[Excerpts from a dataset]
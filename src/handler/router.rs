//! Request routing dispatch module
//!
//! Entry point for HTTP request processing. Routes are tried in a fixed
//! order: listing, root info, single-file, then the route-not-found fallback.
//! Each request runs in its own task so a panic in a handler becomes a 500
//! for that request only.

use std::convert::Infallible;
use std::net::SocketAddr;
use std::sync::Arc;
use std::time::Instant;

use hyper::header::{self, HeaderMap};
use hyper::{Method, Request, StatusCode};
use serde_json::{json, Value};

use crate::assets::{self, list_assets};
use crate::config::{AppState, Config};
use crate::error::CdnError;
use crate::handler::static_files;
use crate::http::{self, HttpResponse};
use crate::logger::{self, AccessLogEntry};

/// Request context: everything the handlers need, detached from the body
#[derive(Debug, Clone)]
pub struct RequestContext {
    pub method: Method,
    pub path: String,
    pub query: Option<String>,
    pub http_version: String,
    pub host: Option<String>,
    pub scheme: String,
    pub if_none_match: Option<String>,
    pub if_modified_since: Option<String>,
    pub range_header: Option<String>,
    pub referer: Option<String>,
    pub user_agent: Option<String>,
    pub remote_addr: SocketAddr,
}

impl RequestContext {
    /// `x-forwarded-proto` is only honoured when `trust_proxy` is set
    pub fn from_request<B>(req: &Request<B>, remote_addr: SocketAddr, trust_proxy: bool) -> Self {
        let headers = req.headers();
        let uri = req.uri();

        let host = header_string(headers, header::HOST.as_str())
            .or_else(|| uri.authority().map(ToString::to_string));
        let forwarded_proto = trust_proxy
            .then(|| header_string(headers, "x-forwarded-proto"))
            .flatten()
            .and_then(|p| p.split(',').next().map(|s| s.trim().to_string()));
        let scheme = forwarded_proto
            .or_else(|| uri.scheme_str().map(ToString::to_string))
            .unwrap_or_else(|| "http".to_string());

        Self {
            method: req.method().clone(),
            path: uri.path().to_string(),
            query: uri.query().map(ToString::to_string),
            http_version: format!("{:?}", req.version())
                .trim_start_matches("HTTP/")
                .to_string(),
            host,
            scheme,
            if_none_match: header_string(headers, header::IF_NONE_MATCH.as_str()),
            if_modified_since: header_string(headers, header::IF_MODIFIED_SINCE.as_str()),
            range_header: header_string(headers, header::RANGE.as_str()),
            referer: header_string(headers, header::REFERER.as_str()),
            user_agent: header_string(headers, header::USER_AGENT.as_str()),
            remote_addr,
        }
    }

    pub fn is_head(&self) -> bool {
        self.method == Method::HEAD
    }

    /// Path plus query string, as the client sent it
    pub fn original_url(&self) -> String {
        match &self.query {
            Some(q) => format!("{}?{q}", self.path),
            None => self.path.clone(),
        }
    }

    /// Origin the client used to reach us, e.g. `http://localhost:3000`
    fn origin(&self, fallback_port: u16) -> String {
        let host = self
            .host
            .clone()
            .unwrap_or_else(|| format!("localhost:{fallback_port}"));
        format!("{}://{host}", self.scheme)
    }
}

fn header_string(headers: &HeaderMap, name: &str) -> Option<String> {
    headers
        .get(name)
        .and_then(|v| v.to_str().ok())
        .map(ToString::to_string)
}

/// Main entry point for HTTP request handling
pub async fn handle_request<B>(
    req: Request<B>,
    state: Arc<AppState>,
    remote_addr: SocketAddr,
) -> Result<HttpResponse, Infallible> {
    let started = Instant::now();
    let ctx = Arc::new(RequestContext::from_request(
        &req,
        remote_addr,
        state.config.server.trust_proxy,
    ));
    drop(req);

    let response = respond(Arc::clone(&ctx), Arc::clone(&state)).await;

    if state.config.logging.access_log {
        log_access(&ctx, &response, started, &state.config.logging.access_log_format);
    }
    Ok(response)
}

/// Run the dispatcher and turn every outcome into exactly one response
pub async fn respond(ctx: Arc<RequestContext>, state: Arc<AppState>) -> HttpResponse {
    let task = tokio::spawn(dispatch(Arc::clone(&ctx), Arc::clone(&state)));

    let mut response = match task.await {
        Ok(Ok(response)) => response,
        Ok(Err(err)) => error_response(&err, &ctx, &state.config),
        Err(join_err) => {
            let err = CdnError::Internal(format!("handler task failed: {join_err}"));
            error_response(&err, &ctx, &state.config)
        }
    };

    if ctx.is_head() {
        response = http::strip_body(response);
    }
    http::apply_common_headers(
        &mut response,
        &state.config.http.server_name,
        state.config.http.enable_cors,
    );
    response
}

/// Route a request to the listing, info or file handler
async fn dispatch(ctx: Arc<RequestContext>, state: Arc<AppState>) -> Result<HttpResponse, CdnError> {
    match ctx.method {
        Method::GET | Method::HEAD => {}
        Method::OPTIONS => return Ok(http::build_options_response(state.config.http.enable_cors)),
        _ => return Err(route_unmatched(&ctx)),
    }

    let assets = &state.config.assets;

    // 1. Listing
    if is_list_path(&ctx.path, &assets.list_path) {
        return list_images(&ctx, &state).await;
    }

    // 2. Root info
    if ctx.path == "/" {
        return Ok(info_response(&ctx, &state.config));
    }

    // 3. Single file
    if let Some(raw) = file_segment(&ctx.path, &assets.route_prefix) {
        return serve_image(&ctx, &state, raw).await;
    }

    // 4. Fallback
    Err(route_unmatched(&ctx))
}

/// Listing path, with or without one trailing slash
fn is_list_path(path: &str, list_path: &str) -> bool {
    path.strip_suffix('/').unwrap_or(path) == list_path
}

/// Name part of a single-file route, if `path` is one
///
/// `/cdn/a.png` under prefix `/cdn` yields `a.png`. Everything after the
/// prefix is returned, separators included, so the validator can reject it.
fn file_segment<'a>(path: &'a str, prefix: &str) -> Option<&'a str> {
    path.strip_prefix(prefix)?
        .strip_prefix('/')
        .filter(|name| !name.is_empty())
}

/// Name validator, then existence gate, then transfer
async fn serve_image(
    ctx: &RequestContext,
    state: &AppState,
    raw: &str,
) -> Result<HttpResponse, CdnError> {
    let decoded = assets::decode_name(raw)?;
    let name = assets::validate_name(&decoded)?;
    let file = state.store.check_exists(name).await?;
    static_files::serve_file(ctx, state, file).await
}

async fn list_images(ctx: &RequestContext, state: &AppState) -> Result<HttpResponse, CdnError> {
    let config = &state.config;
    let link_base = format!("{}{}", public_origin(ctx, config), config.assets.route_prefix);
    let listing = list_assets(
        &state.store,
        &link_base,
        config.assets.base_url.as_deref(),
        state.listing_options(),
    )
    .await?;
    Ok(http::json_response(StatusCode::OK, &listing))
}

fn info_response(ctx: &RequestContext, config: &Config) -> HttpResponse {
    let body = json!({
        "message": "CDN Server is running",
        "endpoints": {
            "getImage": format!("GET {}", config.file_route(":imageName")),
            "listImages": format!("GET {}", config.assets.list_path),
            "example": format!(
                "{}{}",
                public_origin(ctx, config),
                config.file_route("your-image.jpg")
            ),
        },
    });
    http::json_response(StatusCode::OK, &body)
}

/// Configured public base URL, or the origin derived from the request
fn public_origin(ctx: &RequestContext, config: &Config) -> String {
    config
        .assets
        .base_url
        .clone()
        .unwrap_or_else(|| ctx.origin(config.server.port))
}

fn available_routes(config: &Config) -> Value {
    json!({
        "home": "GET /",
        "getImage": format!("GET {}", config.file_route(":imageName")),
        "listImages": format!("GET {}", config.assets.list_path),
    })
}
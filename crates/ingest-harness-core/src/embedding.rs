//! Embedding trait and vector utilities.
//!
//! Defines the [`Embedder`] trait the `embed` transformer calls, plus
//! pure helpers for vector serialization. The embedder is treated as a
//! pure, retryable function: the same text always maps to a vector of
//! [`dims`](Embedder::dims) floats, and a failed call may simply be
//! repeated.
//!
//! Concrete embedders (OpenAI, disabled) live in the `ingest-harness`
//! app crate.

use anyhow::Result;
use async_trait::async_trait;

/// An embedding backend.
#[async_trait]
pub trait Embedder: Send + Sync {
    /// Returns the model identifier (e.g. `"text-embedding-3-small"`).
    fn model_name(&self) -> &str;
    /// Returns the embedding vector dimensionality (e.g. `1536`).
    fn dims(&self) -> usize;
    /// Embed a batch of texts, returning one vector per input in order.
    async fn embed(&self, texts: &[String]) -> Result<Vec<Vec<f32>>>;
}

/// Encode a float vector as a BLOB (little-endian f32 bytes).
///
/// Each `f32` is stored as 4 bytes in little-endian order, producing
/// a BLOB of `vec.len() × 4` bytes.
///
/// # Example
///
/// ```rust
/// use ingest_harness_core::embedding::{vec_to_blob, blob_to_vec};
///
/// let v = vec![1.0f32, -2.5, 3.125];
/// let blob = vec_to_blob(&v);
/// assert_eq!(blob.len(), 12); // 3 × 4 bytes
/// assert_eq!(blob_to_vec(&blob), v);
/// ```
pub fn vec_to_blob(vec: &[f32]) -> Vec<u8> {
    let mut bytes = Vec::with_capacity(vec.len() * 4);
    for &v in vec {
        bytes.extend_from_slice(&v.to_le_bytes());
    }
    bytes
}

/// Decode a BLOB back into a float vector.
///
/// Reverses [`vec_to_blob`]: reads 4-byte little-endian `f32` values
/// from the byte slice.
pub fn blob_to_vec(blob: &[u8]) -> Vec<f32> {
    blob.chunks_exact(4)
        .map(|chunk| f32::from_le_bytes([chunk[0], chunk[1], chunk[2], chunk[3]]))
        .collect()
}
//! # Ingest Harness Core
//!
//! Runtime-agnostic logic for Ingest Harness: entity models, DAG
//! validation, content hashing, chunking, the version store abstraction,
//! the embedding trait, credential models, and the error taxonomy.
//!
//! This crate contains no tokio, sqlx, network, or filesystem I/O. The
//! orchestration engine and concrete adapters live in `ingest-harness`.

pub mod chunk;
pub mod credential;
pub mod dag;
pub mod embedding;
pub mod error;
pub mod hash;
pub mod models;
pub mod store;

pub use error::{ErrorStage, Result, SyncError};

> [What you should do]:
The answer must be every line of the records above that holds the word "validator".

> [Finished exercise]:
/// prefix is returned, separators included, so the validator can reject it.
/// Name validator, then existence gate, then transfer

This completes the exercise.